I shook my head. I could think of one possible candidate who'd take my mind off of Tucker. I walked to the wall-mounted phone and punched in the number, my pulse already accelerating.
A familiar male voice said, "Hey."
"Hi, Ryan," I said, aiming for calm instead of eek.
"Hard at work?"
"Yeah. I already admitted one patient."
"Geez. Is that why you're listening to Britney Spears?"
I laughed and glanced at the TV, where Britney managed to dance and flash her cleavage with equal abandon. "Something like that. I actually get a lunch break when I'm on psych."
"Amazing. Listen, I was calling about the thing you asked me." Mrs. Lee. Business before pleasure. "Could I use your computer to start on the modeling? I'm leaving on Thursday, but I've got some ideas."

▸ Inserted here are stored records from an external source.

//! End-to-end sampling scenarios driven through scripted and instrumented sources.

use std::sync::atomic::{AtomicUsize, Ordering};
use std::sync::{Arc, Mutex};
use std::thread;
use std::time::{Duration, Instant};

use herakles_proc_sampler::engine::{CycleOutcome, SamplingEngine};
use herakles_proc_sampler::process::{ProcessSample, SystemInfo};
use herakles_proc_sampler::ranking::ViewOptions;
use herakles_proc_sampler::source::{ReplayFrame, ReplayProcess, ReplayScript, ResolvedProcess, ScriptedSource};
use herakles_proc_sampler::{
    EngineConfig, EngineState, Monitor, OperatingSystem, Pid, ProcessStatus, SnapshotSource, SourceError,
    SystemStats, TerminateError, TerminationMode, TerminationOutcome,
};

fn fast_config() -> EngineConfig {
    EngineConfig {
        interval: Duration::from_millis(5),
        ..Default::default()
    }
}

async fn wait_until(what: &str, mut done: impl FnMut() -> bool) {
    for _ in 0..400 {
        if done() {
            return;
        }
        tokio::time::sleep(Duration::from_millis(5)).await;
    }
    panic!("timed out waiting for {what}");
}

#[tokio::test]
async fn cpu_percentages_follow_cumulative_deltas() {
    let source = Arc::new(ScriptedSource::from_frames(
        1,
        vec![
            ReplayFrame::new(
                0.0,
                vec![ReplayProcess::new(1, "busy", 10.0), ReplayProcess::new(2, "light", 5.0)],
            ),
            ReplayFrame::new(
                2.0,
                vec![ReplayProcess::new(1, "busy", 12.0), ReplayProcess::new(2, "light", 5.5)],
            ),
        ],
    ));
    let monitor = Monitor::new(source, fast_config());
    monitor.start(Duration::from_millis(5));
    wait_until("two snapshots", || monitor.published_count() >= 2).await;
    monitor.stop().await;

    let snapshot = monitor.latest_snapshot().unwrap();
    assert_eq!(snapshot.cycle, 2);
    assert_eq!(snapshot.pids(), vec![1, 2]);
    assert!((snapshot.processes[0].cpu_percent - 100.0).abs() < 0.01);
    assert!((snapshot.processes[1].cpu_percent - 25.0).abs() < 0.01);
}

#[test]
fn exited_process_is_dropped_from_snapshot_and_cache() {
    let source = Arc::new(ScriptedSource::from_frames(
        2,
        vec![
            ReplayFrame::new(
                0.0,
                vec![
                    ReplayProcess::new(1, "a", 1.0),
                    ReplayProcess::new(2, "b", 1.0),
                    ReplayProcess::new(3, "c", 1.0),
                ],
            ),
            ReplayFrame::new(
                1.0,
                vec![ReplayProcess::new(1, "a", 1.5), ReplayProcess::new(2, "b", 1.2)],
            ),
        ],
    ));
    let mut engine = SamplingEngine::new(source, &EngineConfig::default());
    let view = ViewOptions::default();

    let CycleOutcome::Published(first) = engine.run_cycle(&view) else {
        panic!("first cycle should publish");
    };
    assert!(first.find(3).is_some());
    assert!(engine.cache().contains(3));

    let CycleOutcome::Published(second) = engine.run_cycle(&view) else {
        panic!("second cycle should publish");
    };
    assert!(second.find(3).is_none());
    assert!(!engine.cache().contains(3));
    assert_eq!(engine.cache().len(), 2);
}

#[tokio::test]
async fn repeated_failures_stop_the_engine_but_keep_the_last_snapshot() {
    let source = Arc::new(ScriptedSource::from_frames(
        1,
        vec![
            ReplayFrame::new(0.0, vec![ReplayProcess::new(7, "survivor", 0.0)]),
            ReplayFrame::unavailable(1.0),
            ReplayFrame::unavailable(2.0),
            ReplayFrame::unavailable(3.0),
        ],
    ));
    let config = EngineConfig {
        max_consecutive_failures: 3,
        ..fast_config()
    };
    let monitor = Monitor::new(source.clone(), config);
    monitor.start(Duration::from_millis(5));

    wait_until("fatal stop", || monitor.status().is_fatal()).await;
    wait_until("loop exit", || !monitor.is_running()).await;

    let status = monitor.status();
    assert_eq!(status.state, EngineState::Stopped);
    assert_eq!(status.consecutive_failures, 3);
    assert_eq!(source.list_calls(), 4);

    let last = monitor.latest_snapshot().unwrap();
    assert_eq!(last.cycle, 1);
    assert_eq!(last.pids(), vec![7]);
    assert_eq!(monitor.published_count(), 1);
}

#[tokio::test]
async fn transient_failure_is_skipped() {
    let mut script = ReplayScript::new(
        1,
        vec![
            ReplayFrame::new(0.0, vec![ReplayProcess::new(1, "a", 0.0)]),
            ReplayFrame::unavailable(1.0),
            ReplayFrame::new(2.0, vec![ReplayProcess::new(1, "a", 1.0)]),
        ],
    );
    script.repeat = true;
    let monitor = Monitor::new(Arc::new(ScriptedSource::new(script)), fast_config());
    monitor.start(Duration::from_millis(5));
    wait_until("three snapshots", || monitor.published_count() >= 3).await;
    monitor.stop().await;

    let status = monitor.status();
    assert!(!status.is_fatal());
    assert!(monitor.cycle_stats().failed_cycles >= 1);
}

/// Slow source that records overlapping `list_processes` calls and when
/// each call began.
struct SlowCountingSource {
    delay: Duration,
    active: AtomicUsize,
    peak: AtomicUsize,
    calls: AtomicUsize,
    started: Mutex<Vec<Instant>>,
}

impl SlowCountingSource {
    fn new(delay: Duration) -> Self {
        Self {
            delay,
            active: AtomicUsize::new(0),
            peak: AtomicUsize::new(0),
            calls: AtomicUsize::new(0),
            started: Mutex::new(Vec::new()),
        }
    }

    fn call_starts(&self) -> Vec<Instant> {
        self.started.lock().unwrap().clone()
    }
}

impl SnapshotSource for SlowCountingSource {
    fn list_processes(&self) -> Result<Vec<ProcessSample>, SourceError> {
        self.started.lock().unwrap().push(Instant::now());
        let now = self.active.fetch_add(1, Ordering::SeqCst) + 1;
        self.peak.fetch_max(now, Ordering::SeqCst);
        self.calls.fetch_add(1, Ordering::SeqCst);
        thread::sleep(self.delay);
        self.active.fetch_sub(1, Ordering::SeqCst);
        Ok(vec![ProcessSample {
            pid: 1,
            start_time: 1,
            name: "slow".into(),
            cpu_time_seconds: 0.0,
            memory_bytes: 0,
            status: ProcessStatus::Running,
            user: String::new(),
            cmdline: String::new(),
            sampled_at: Instant::now(),
        }])
    }

    fn read_system_stats(&self) -> SystemStats {
        SystemStats::new(0.0, 0.0)
    }

    fn resolve(&self, pid: Pid) -> Result<ResolvedProcess, TerminateError> {
        Err(TerminateError::NotFound(pid))
    }

    fn terminate(&self, pid: Pid, _mode: TerminationMode) -> Result<(), TerminateError> {
        Err(TerminateError::NotFound(pid))
    }

    fn core_count(&self) -> usize {
        1
    }

    fn system_info(&self) -> SystemInfo {
        SystemInfo {
            os: OperatingSystem::Other,
            os_version: "slow".into(),
            cpu_physical: None,
            cpu_logical: 1,
            ram_total: 0,
            ram_available: 0,
            boot_time: None,
        }
    }
}

#[tokio::test(flavor = "multi_thread", worker_threads = 4)]
async fn second_start_does_not_spawn_another_loop() {
    let source = Arc::new(SlowCountingSource::new(Duration::from_millis(20)));
    let monitor = Monitor::new(source.clone(), fast_config());

    assert!(monitor.start(Duration::ZERO));
    assert!(!monitor.start(Duration::ZERO));
    assert!(!monitor.start(Duration::ZERO));

    wait_until("several cycles", || source.calls.load(Ordering::SeqCst) >= 5).await;
    monitor.stop().await;

    assert_eq!(source.peak.load(Ordering::SeqCst), 1);
    let snapshot = monitor.latest_snapshot().unwrap();
    assert_eq!(snapshot.cycle, monitor.published_count());
}

#[tokio::test(flavor = "multi_thread", worker_threads = 4)]
async fn cycles_slower_than_the_interval_run_back_to_back() {
    let delay = Duration::from_millis(30);
    let source = Arc::new(SlowCountingSource::new(delay));
    let monitor = Monitor::new(source.clone(), fast_config());

    let began = Instant::now();
    assert!(monitor.start(Duration::from_millis(5)));
    wait_until("four slow cycles", || source.calls.load(Ordering::SeqCst) >= 4).await;
    monitor.stop().await;
    let elapsed = began.elapsed();

    assert_eq!(source.peak.load(Ordering::SeqCst), 1);

    // Each cycle starts only after the previous one finished, with no
    // catch-up burst for the intervals it overran.
    let starts = source.call_starts();
    for pair in starts.windows(2) {
        assert!(pair[1].duration_since(pair[0]) >= delay, "{:?}", pair[1].duration_since(pair[0]));
    }
    let calls = source.calls.load(Ordering::SeqCst) as u128;
    assert!(calls <= elapsed.as_millis() / delay.as_millis() + 1, "{calls} calls in {elapsed:?}");

    // Nothing queued up behind the stop.
    tokio::time::sleep(Duration::from_millis(100)).await;
    assert_eq!(source.calls.load(Ordering::SeqCst) as u128, calls);
    assert_eq!(monitor.published_count() as usize, starts.len());
}

#[tokio::test]
async fn protected_process_is_never_signalled() {
    let source = Arc::new(ScriptedSource::from_frames(
        1,
        vec![ReplayFrame::new(
            0.0,
            vec![
                ReplayProcess::new(1, "systemd", 0.0),
                ReplayProcess::new(90, "kworker/0:1-events", 0.0),
                ReplayProcess::new(4000, "runaway", 0.0),
            ],
        )],
    ));
    let monitor = Monitor::with_os(source.clone(), OperatingSystem::Linux, fast_config());

    for pid in [1, 90] {
        let outcome = monitor.request_termination_with(pid, TerminationMode::Force).await;
        assert!(matches!(outcome, TerminationOutcome::Denied { .. }), "{outcome:?}");
    }
    assert!(source.terminate_calls().is_empty());

    let outcome = monitor.request_termination_with(4000, TerminationMode::Force).await;
    assert!(outcome.is_terminated());
    assert_eq!(source.terminate_calls(), vec![(4000, TerminationMode::Force)]);

    let again = monitor.request_termination_with(4000, TerminationMode::Force).await;
    assert_eq!(
        again,
        TerminationOutcome::Failed {
            pid: 4000,
            cause: TerminateError::NotFound(4000)
        }
    );
}

#[tokio::test]
async fn access_denied_is_reported_not_fatal() {
    let mut script = ReplayScript::new(1, vec![ReplayFrame::new(0.0, vec![ReplayProcess::new(500, "rootd", 0.0)])]);
    script.permission_denied = vec![500];
    let monitor = Monitor::with_os(Arc::new(ScriptedSource::new(script)), OperatingSystem::Linux, fast_config());

    let outcome = monitor.request_termination_with(500, TerminationMode::Graceful).await;
    assert_eq!(
        outcome,
        TerminationOutcome::Failed {
            pid: 500,
            cause: TerminateError::PermissionDenied(500)
        }
    );
    assert!(!monitor.status().is_fatal());
}
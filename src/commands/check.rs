//! Check command: validate configuration and the process source.

use std::time::Instant;

use herakles_proc_sampler::config::{validate_effective_config, Config};
use herakles_proc_sampler::SnapshotSource;

pub fn command_check(source: &dyn SnapshotSource, config: &Config) -> anyhow::Result<()> {
    println!("🔍 Herakles Process Sampler - System Check");
    println!("==========================================");

    let mut all_ok = true;

    println!("\n📁 Checking process table...");
    let start = Instant::now();
    match source.list_processes() {
        Ok(samples) if samples.is_empty() => {
            println!("   ❌ Process table is readable but empty");
            all_ok = false;
        }
        Ok(samples) => {
            println!(
                "   ✅ Read {} processes in {:.2}ms",
                samples.len(),
                start.elapsed().as_secs_f64() * 1000.0
            );
        }
        Err(e) => {
            println!("   ❌ {}", e);
            all_ok = false;
        }
    }

    println!("\n📈 Checking system counters...");
    let stats = source.read_system_stats();
    println!(
        "   ✅ CPU {:.1}%, RAM {:.1}%, {} logical cores",
        stats.cpu_percent,
        stats.ram_percent,
        source.core_count()
    );

    println!("\n🔎 Checking process lookup...");
    let me = std::process::id();
    match source.resolve(me) {
        Ok(p) => println!("   ✅ Resolved own process: {} (PID {})", p.name, p.pid),
        Err(e) => {
            println!("   ⚠️  Could not resolve own process: {}", e);
        }
    }

    println!("\n⚙️  Checking configuration...");
    match validate_effective_config(config) {
        Ok(_) => println!("   ✅ Configuration is valid"),
        Err(e) => {
            println!("   ❌ {}", e);
            all_ok = false;
        }
    }

    println!("\n📋 Summary:");
    if all_ok {
        println!("   ✅ All checks passed - system is ready");
        Ok(())
    } else {
        println!("   ❌ Some checks failed - please review warnings");
        std::process::exit(1);
    }
}
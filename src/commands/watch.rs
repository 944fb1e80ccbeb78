//! Watch command: live table of the busiest processes.

use anyhow::bail;
use std::time::Duration;
use tokio::signal;
use tracing::info;

use herakles_proc_sampler::Monitor;

use super::render_snapshot_table;

/// How often the consumer polls the mailbox.
const CONSUMER_TICK: Duration = Duration::from_millis(100);

pub async fn command_watch(monitor: &Monitor, cycles: Option<u64>, show_stats: bool) -> anyhow::Result<()> {
    let interval = monitor.config().interval;
    monitor.start(interval);
    info!("Watching processes every {:?} (Ctrl+C to stop)", interval);

    let mut ticker = tokio::time::interval(CONSUMER_TICK);
    let mut printed = 0u64;

    loop {
        tokio::select! {
            _ = ticker.tick() => {}
            _ = signal::ctrl_c() => {
                info!("Shutdown signal received");
                break;
            }
        }

        if let Some(snapshot) = monitor.try_take_snapshot() {
            println!("{}", render_snapshot_table(&snapshot));
            if show_stats {
                println!("{}", monitor.cycle_stats().render_table());
            }
            printed += 1;
            if cycles.is_some_and(|max| printed >= max) {
                break;
            }
        }

        let status = monitor.status();
        if let Some(fatal) = status.fatal {
            monitor.stop().await;
            bail!("Sampling stopped: {fatal}");
        }
    }

    monitor.stop().await;
    Ok(())
}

I twisted the phone cord around my finger. Hmm. Ryan in my apartment, waiting for me to get home. Business and pleasure? "Aren't you supposed to be on vacation?"
"It's boring."
Ha. He'd rather do work for me than score with Lisa. "I should make you do downtime."
"But."
"If you come by now, you can pick up my keys."
"Sweet."
I wolfed down my sandwich, continually checking my watch. If Ryan was late, he'd interrupt my family medicine clinic. He usually had a good sense of direction, but what if he got lost in a strange city? Or got waylaid by a petite girl with claws?
Oh me of little faith. Not only did Ryan page me from the parking circle in front of the hospital just over half an hour later, but when I bounced up to him, he handed me a single dwarf sunflower.
"Oh, Ryan." I surveyed the orange-yellow petals and delicate stamens and wanted to kiss him in the sunflower, if you know what I mean. How did I ever let this man go?
Still, I had to laugh at the sheer impracticality of me carrying a sunflower, even a dwarf one, around the hospital for the rest of the day.
He shrugged and smiled. "Better than Britney, right?"
"Much." I sniffed it. No sweet smell, but still wonderful. I twirled it between my fingers while we stood in the drop-off circle, inhaling exhaust fumes and cigarette smoke and smiling like idiots.